Near the Jerusalem Theater, Chopin Street is open to traffic at last. It will take a while for drivers to get used to the major changes.

And after all these years, the Ohel Nechama synagogue on Chopin Street finally got an elevator up in time for Disability Month in March.

The Hansen House has reopened with signs for ‘Spring in Jerusalem’. The gardens inside the gates welcome visitors, with masks and social distance.

More signs for the outdoor nature event are along the Jerusalem streets.

Multiple new children playgrounds have been developed over lockdowns.

Building and construction continued over the past year.
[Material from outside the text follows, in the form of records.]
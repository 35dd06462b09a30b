//! Operation futures returned by channel calls.
//!
//! Every asynchronous channel operation returns an [`IoFuture`]:
//! - [`CompletedResult`] when the synchronous fast path finished the I/O on
//!   the calling thread
//! - [`PendingResult`] when the operation would block and was parked on the
//!   channel until the event port reports readiness
//!
//! Completion is a message delivered exactly once. It can be consumed either
//! by blocking on [`IoFuture::get`] or through the completion handler passed
//! to the `*_with` channel methods, both backed by the same once-only state.

pub mod completed;
pub mod pending;

pub use completed::CompletedResult;
pub use pending::PendingResult;

use crate::error::Result;

use std::sync::Arc;
use std::time::Duration;

/// Completion callback attached to an operation. The caller-supplied
/// attachment rides inside the closure capture.
pub(crate) type Handler<T> = Box<dyn FnOnce(Result<T>) + Send + 'static>;

/// The result of initiating an asynchronous channel operation.
pub enum IoFuture<T> {
    /// The operation finished on the calling thread.
    Completed(CompletedResult<T>),
    /// The operation is in flight and will be completed by the event port.
    Pending(Arc<PendingResult<T>>),
}

impl<T: Send + 'static> IoFuture<T> {
    /// Blocks until the operation completes and takes its outcome.
    ///
    /// Only valid when no completion handler was supplied; with a handler
    /// attached the outcome belongs to the handler and this returns an
    /// `InvalidInput` failure instead.
    pub fn get(&self) -> Result<T> {
        match self {
            IoFuture::Completed(result) => result.take(),
            IoFuture::Pending(result) => result.get(),
        }
    }

    /// Like [`get`](Self::get), but waits at most `timeout`.
    ///
    /// An elapsed wait fails with `TimedOut` without affecting the operation
    /// itself, which stays in flight.
    pub fn get_timeout(&self, timeout: Duration) -> Result<T> {
        match self {
            IoFuture::Completed(result) => result.take(),
            IoFuture::Pending(result) => result.get_timeout(timeout),
        }
    }

    /// Attempts to cancel the operation.
    ///
    /// Returns true if this call settled the outcome as cancelled. A race
    /// with natural completion is resolved by the once-only contract: the
    /// first writer wins and this simply returns false.
    pub fn cancel(&self) -> bool {
        match self {
            IoFuture::Completed(_) => false,
            IoFuture::Pending(result) => result.cancel(),
        }
    }

    /// Whether the operation has completed.
    pub fn is_done(&self) -> bool {
        match self {
            IoFuture::Completed(_) => true,
            IoFuture::Pending(result) => result.is_done(),
        }
    }

    /// Whether the operation was settled by cancellation.
    pub fn is_cancelled(&self) -> bool {
        match self {
            IoFuture::Completed(_) => false,
            IoFuture::Pending(result) => result.is_cancelled(),
        }
    }

    /// Whether the operation completed on the synchronous fast path.
    pub fn completed_synchronously(&self) -> bool {
        matches!(self, IoFuture::Completed(_))
    }
}
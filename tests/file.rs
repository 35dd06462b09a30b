use evport::{Error, EventPortBuilder, FileChannel};

use bytes::{Bytes, BytesMut};
use std::fs;

fn temp_path(name: &str) -> String {
    std::env::temp_dir()
        .join(format!("evport-{}-{}", name, std::process::id()))
        .to_string_lossy()
        .into_owned()
}

#[test]
fn test_write_then_read_roundtrip() {
    let port = EventPortBuilder::new().cached_pool(2).build().unwrap();
    let path = temp_path("roundtrip");

    let writer = FileChannel::create(&port, &path).unwrap();
    let written = writer
        .write_at(Bytes::from_static(b"hello file"), 0)
        .get()
        .expect("write should complete");
    assert_eq!(written, 10);
    assert_eq!(writer.size().unwrap(), 10);
    writer.close();

    let reader = FileChannel::open(&port, &path).unwrap();
    let (n, buf) = reader
        .read_at(BytesMut::with_capacity(64), 0)
        .get()
        .expect("read should complete");
    assert_eq!(n, 10);
    assert_eq!(&buf[..], b"hello file");
    reader.close();

    fs::remove_file(&path).ok();
}

#[test]
fn test_positional_read() {
    let port = EventPortBuilder::new().cached_pool(2).build().unwrap();
    let path = temp_path("positional");

    let channel = FileChannel::open_rw(&port, &path).unwrap();
    channel
        .write_at(Bytes::from_static(b"0123456789"), 0)
        .get()
        .unwrap();

    let (n, buf) = channel.read_at(BytesMut::with_capacity(4), 5).get().unwrap();
    assert_eq!(n, 4);
    assert_eq!(&buf[..], b"5678");

    channel.close();
    fs::remove_file(&path).ok();
}

#[test]
fn test_read_on_closed_file_fails() {
    let port = EventPortBuilder::new().cached_pool(2).build().unwrap();
    let path = temp_path("closed");

    let channel = FileChannel::open_rw(&port, &path).unwrap();
    channel.close();

    let future = channel.read_at(BytesMut::with_capacity(16), 0);
    assert!(matches!(future.get(), Err(Error::Closed)));

    fs::remove_file(&path).ok();
}

#[test]
fn test_write_on_read_only_channel_fails() {
    let port = EventPortBuilder::new().cached_pool(2).build().unwrap();
    let path = temp_path("readonly");
    fs::write(&path, b"content").unwrap();

    let channel = FileChannel::open(&port, &path).unwrap();
    let future = channel.write_at(Bytes::from_static(b"x"), 0);
    assert!(matches!(future.get(), Err(Error::InvalidInput(_))));

    channel.close();
    fs::remove_file(&path).ok();
}

#[test]
fn test_handler_delivery_on_pool_thread() {
    let port = EventPortBuilder::new().cached_pool(2).build().unwrap();
    let path = temp_path("handler");

    let channel = FileChannel::open_rw(&port, &path).unwrap();
    let (sender, receiver) = std::sync::mpsc::channel();
    channel.write_at_with(
        Bytes::from_static(b"abc"),
        0,
        "tag",
        move |outcome, attachment| {
            sender.send((outcome.unwrap(), attachment)).unwrap();
        },
    );

    let (n, attachment) = receiver
        .recv_timeout(std::time::Duration::from_secs(5))
        .unwrap();
    assert_eq!(n, 3);
    assert_eq!(attachment, "tag");

    channel.close();
    fs::remove_file(&path).ok();
}
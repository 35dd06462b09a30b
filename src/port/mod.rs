//! Event port: the channel group that owns the thread pool and poll loop.
//!
//! The port keeps the mapping from native descriptor to channel, runs the
//! dedicated poll thread that blocks on the platform readiness primitive,
//! schedules timeout tasks, and carries the group lifecycle:
//!
//! - `Active`: registrations and poll requests accepted
//! - `ShutdownRequested`: new registrations fail with `Shutdown`, existing
//!   pending operations drain (or are force-failed by `shutdown_now`)
//! - `Terminated`: poll loop, timer thread, and pool have stopped

pub mod builder;
pub(crate) mod poller;
pub(crate) mod timer;

pub use builder::EventPortBuilder;

use crate::channel::PollableChannel;
use crate::error::{Error, Result};
use crate::pool::{Task, ThreadPool};
use crate::port::poller::{Interest, Poller, ReadyEvent, platform_poller};
use crate::port::timer::{TimerHandle, TimerQueue};
use crate::invoker;

use parking_lot::{Condvar, Mutex};
use std::collections::HashMap;
use std::io;
use std::os::fd::RawFd;
use std::sync::atomic::{AtomicU64, Ordering};
use std::sync::{Arc, OnceLock, Weak};
use std::thread;
use std::time::Duration;

static NEXT_PORT_ID: AtomicU64 = AtomicU64::new(1);
static DEFAULT_PORT: OnceLock<Arc<EventPort>> = OnceLock::new();

#[derive(Clone, Copy, Debug, PartialEq, Eq)]
enum Lifecycle {
    Active,
    ShutdownRequested,
    Terminated,
}

struct PortState {
    lifecycle: Lifecycle,
    registry: HashMap<RawFd, Arc<dyn PollableChannel>>,
}

/// Owner of a set of registered channels, their poll loop, and the pool
/// that runs their completion handlers.
pub struct EventPort {
    id: u64,
    pool: ThreadPool,
    poller: Box<dyn Poller>,
    state: Mutex<PortState>,
    terminated: Condvar,
    timers: TimerQueue,
}

impl EventPort {
    /// Creates a port around the given pool and starts its poll thread.
    pub fn new(pool: ThreadPool) -> io::Result<Arc<EventPort>> {
        let poller = platform_poller()?;
        let port = Arc::new(EventPort {
            id: NEXT_PORT_ID.fetch_add(1, Ordering::Relaxed),
            pool,
            poller,
            state: Mutex::new(PortState {
                lifecycle: Lifecycle::Active,
                registry: HashMap::new(),
            }),
            terminated: Condvar::new(),
            timers: TimerQueue::start(),
        });

        let weak = Arc::downgrade(&port);
        thread::Builder::new()
            .name("evport-poll".into())
            .spawn(move || poll_loop(weak))?;

        Ok(port)
    }

    /// The process-wide default port, created on first use with the default
    /// pool. It lives until process exit; use [`EventPort::new`] with an
    /// explicit pool when test isolation or teardown is needed.
    ///
    /// # Panics
    /// Panics if the platform poller cannot be created.
    pub fn default_port() -> Arc<EventPort> {
        DEFAULT_PORT
            .get_or_init(|| {
                EventPort::new(ThreadPool::default_pool())
                    .expect("failed to create default event port")
            })
            .clone()
    }

    pub(crate) fn id(&self) -> u64 {
        self.id
    }

    pub(crate) fn is_fixed_pool(&self) -> bool {
        self.pool.is_fixed()
    }

    /// Adds the descriptor-to-channel mapping. Fails with `Shutdown` once
    /// the group stops accepting new channels.
    pub(crate) fn register(&self, fd: RawFd, channel: Arc<dyn PollableChannel>) -> Result<()> {
        let mut state = self.state.lock();
        if state.lifecycle != Lifecycle::Active {
            return Err(Error::Shutdown);
        }
        state.registry.insert(fd, channel);
        tracing::debug!(fd, "channel registered");
        Ok(())
    }

    /// Removes the mapping on channel close. The last channel leaving a
    /// shutdown-requested group terminates it.
    pub(crate) fn unregister(&self, fd: RawFd) {
        self.poller.disarm(fd);
        let mut state = self.state.lock();
        state.registry.remove(&fd);
        tracing::debug!(fd, "channel unregistered");
        if state.lifecycle == Lifecycle::ShutdownRequested && state.registry.is_empty() {
            drop(state);
            self.terminate();
        }
    }

    /// Arms one-shot readiness interest for a registered descriptor.
    pub(crate) fn start_poll(&self, fd: RawFd, interest: Interest) -> io::Result<()> {
        self.poller.arm(fd, interest)
    }

    /// Schedules a timeout task.
    pub(crate) fn schedule(&self, delay: Duration, task: Task) -> TimerHandle {
        self.timers.schedule(delay, task)
    }

    /// Submits a task to the pool, bound to this port for the invoker's
    /// direct-dispatch accounting. Hands the task back when the pool is no
    /// longer accepting work.
    pub(crate) fn execute(&self, task: Task) -> std::result::Result<(), Task> {
        let id = self.id;
        let wrapped: Task = Box::new(move || {
            let previous = invoker::enter_pooled_task(id);
            task();
            invoker::leave_pooled_task(previous);
        });
        self.pool.execute(wrapped)
    }

    /// Requests a graceful shutdown: no new channels are accepted, existing
    /// pending operations drain naturally, and the group terminates once the
    /// last channel closes.
    pub fn shutdown(&self) {
        let mut state = self.state.lock();
        match state.lifecycle {
            Lifecycle::Active => {
                state.lifecycle = Lifecycle::ShutdownRequested;
                tracing::debug!(port = self.id, "shutdown requested");
                if state.registry.is_empty() {
                    drop(state);
                    self.terminate();
                }
            }
            Lifecycle::ShutdownRequested | Lifecycle::Terminated => {}
        }
    }

    /// Shuts down forcibly: every registered channel is closed, which fails
    /// all of their pending operations with `Closed`, then the group
    /// terminates.
    pub fn shutdown_now(&self) {
        let channels: Vec<Arc<dyn PollableChannel>> = {
            let mut state = self.state.lock();
            if state.lifecycle == Lifecycle::Terminated {
                return;
            }
            state.lifecycle = Lifecycle::ShutdownRequested;
            state.registry.drain().map(|(_, channel)| channel).collect()
        };
        tracing::debug!(port = self.id, channels = channels.len(), "forced shutdown");
        for channel in channels {
            channel.force_close();
        }
        let state = self.state.lock();
        if state.lifecycle == Lifecycle::ShutdownRequested && state.registry.is_empty() {
            drop(state);
            self.terminate();
        }
    }

    fn terminate(&self) {
        {
            let mut state = self.state.lock();
            if state.lifecycle == Lifecycle::Terminated {
                return;
            }
            state.lifecycle = Lifecycle::Terminated;
        }
        tracing::debug!(port = self.id, "terminated");
        self.terminated.notify_all();
        self.timers.shutdown();
        self.pool.shutdown();
        self.poller.wakeup();
    }

    /// Whether shutdown has been requested (or completed).
    pub fn is_shutdown(&self) -> bool {
        self.state.lock().lifecycle != Lifecycle::Active
    }

    /// Whether the group has fully terminated.
    pub fn is_terminated(&self) -> bool {
        self.state.lock().lifecycle == Lifecycle::Terminated
    }

    /// Blocks until the group terminates or `timeout` elapses. Returns true
    /// if the group terminated.
    pub fn await_termination(&self, timeout: Duration) -> bool {
        let mut state = self.state.lock();
        while state.lifecycle != Lifecycle::Terminated {
            if self.terminated.wait_for(&mut state, timeout).timed_out() {
                return state.lifecycle == Lifecycle::Terminated;
            }
        }
        true
    }

    fn lookup(&self, fd: RawFd) -> Option<Arc<dyn PollableChannel>> {
        self.state.lock().registry.get(&fd).cloned()
    }
}

/// Dedicated poll thread: blocks on the readiness primitive, claims the
/// channels behind ready descriptors, and lets them finish their pending
/// operations. The thread only ever blocks on the poller, never on I/O.
fn poll_loop(port: Weak<EventPort>) {
    let mut events: Vec<ReadyEvent> = Vec::with_capacity(64);
    loop {
        let Some(port) = port.upgrade() else {
            break;
        };
        if port.is_terminated() {
            break;
        }

        events.clear();
        if let Err(err) = port.poller.wait(&mut events) {
            tracing::warn!(error = %err, "poller wait failed");
            break;
        }

        for event in &events {
            if let Some(channel) = port.lookup(event.fd) {
                tracing::trace!(
                    fd = event.fd,
                    readable = event.readable,
                    writable = event.writable,
                    "descriptor ready"
                );
                channel.on_event(event.readable, event.writable);
            }
        }
    }
    tracing::debug!("poll loop exited");
}
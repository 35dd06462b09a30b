//! Direct vs. indirect dispatch of completion handlers.
//!
//! A handler may run on the thread that observed completion only when that
//! thread belongs to the event port's pool and the nesting depth stays below
//! a fixed bound. This keeps chained completions (operations initiated from
//! inside other handlers) from growing the call stack without bound, while
//! letting a fixed-size pool service its own fast-path completions instead
//! of starving behind its own queue. Everything else is submitted to the
//! pool, with the nesting count reset in the new task.

use crate::error::Result;
use crate::future::{Handler, PendingResult};
use crate::port::EventPort;

use std::cell::Cell;
use std::sync::Arc;

/// Upper bound on handler nesting before dispatch falls back to the pool.
const MAX_HANDLER_INVOKE_COUNT: u32 = 16;

thread_local! {
    /// (port id, nested invoke count) for threads running pooled tasks.
    static PORT_AND_INVOKE_COUNT: Cell<Option<(u64, u32)>> = const { Cell::new(None) };
}

/// Marks the current thread as running a pooled task for `port_id`, with the
/// invoke count reset. Returns the previous binding for restoration.
pub(crate) fn enter_pooled_task(port_id: u64) -> Option<(u64, u32)> {
    PORT_AND_INVOKE_COUNT.with(|cell| cell.replace(Some((port_id, 1))))
}

/// Restores the binding saved by [`enter_pooled_task`].
pub(crate) fn leave_pooled_task(previous: Option<(u64, u32)>) {
    PORT_AND_INVOKE_COUNT.with(|cell| cell.set(previous));
}

/// Whether the current thread may run a handler for `port` directly.
pub(crate) fn may_invoke_direct(port: &EventPort) -> bool {
    PORT_AND_INVOKE_COUNT.with(|cell| match cell.get() {
        Some((id, count)) => id == port.id() && count < MAX_HANDLER_INVOKE_COUNT,
        None => false,
    })
}

/// Delivers a pending result's completion, directly when permitted.
pub(crate) fn invoke<T: Send + 'static>(port: &Arc<EventPort>, result: &Arc<PendingResult<T>>) {
    if may_invoke_direct(port) {
        if let Some((handler, outcome)) = result.take_dispatch() {
            run_nested(handler, outcome);
        }
    } else {
        invoke_indirectly(port, result);
    }
}

/// Delivers a pending result's completion on a pool thread.
pub(crate) fn invoke_indirectly<T: Send + 'static>(
    port: &Arc<EventPort>,
    result: &Arc<PendingResult<T>>,
) {
    let Some((handler, outcome)) = result.take_dispatch() else {
        return;
    };
    submit(port, handler, outcome);
}

/// Delivers a synchronously completed outcome to its handler, directly when
/// permitted.
pub(crate) fn invoke_handler<T: Send + 'static>(
    port: &Arc<EventPort>,
    handler: Handler<T>,
    outcome: Result<T>,
) {
    if may_invoke_direct(port) {
        run_nested(handler, outcome);
    } else {
        submit(port, handler, outcome);
    }
}

fn submit<T: Send + 'static>(port: &Arc<EventPort>, handler: Handler<T>, outcome: Result<T>) {
    let task = Box::new(move || handler(outcome));
    if let Err(task) = port.execute(task) {
        // The pool is draining; the completion still runs, inline.
        tracing::warn!("pool rejected completion dispatch, running inline");
        task();
    }
}

fn run_nested<T>(handler: Handler<T>, outcome: Result<T>) {
    let previous = PORT_AND_INVOKE_COUNT.with(|cell| {
        let previous = cell.get();
        if let Some((id, count)) = previous {
            cell.set(Some((id, count + 1)));
        }
        previous
    });
    handler(outcome);
    PORT_AND_INVOKE_COUNT.with(|cell| cell.set(previous));
}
For the first time in a very long time, someone I did not know on a Jerusalem street asked me to take a photo.

It’s been quite an unusual year for sure!

Too many have been sick and died.

Certainly, not everyone is happy with the construction, as building new projects often involves the loss of smaller older buildings, like this Sephardi synagogue.

There was a lot happening on the Jerusalem streets and though some are getting a slow start preparing, excitement is building with anticipation of families together this year for Passover.

And oh yes, another election! Number four in two years on March 23rd.

Outside the Knesset Building they are preparing to count votes – again.

it would be nice if the next Knesset would finally pass a budget.

That’s it for now, though more was happening on Jerusalem streets.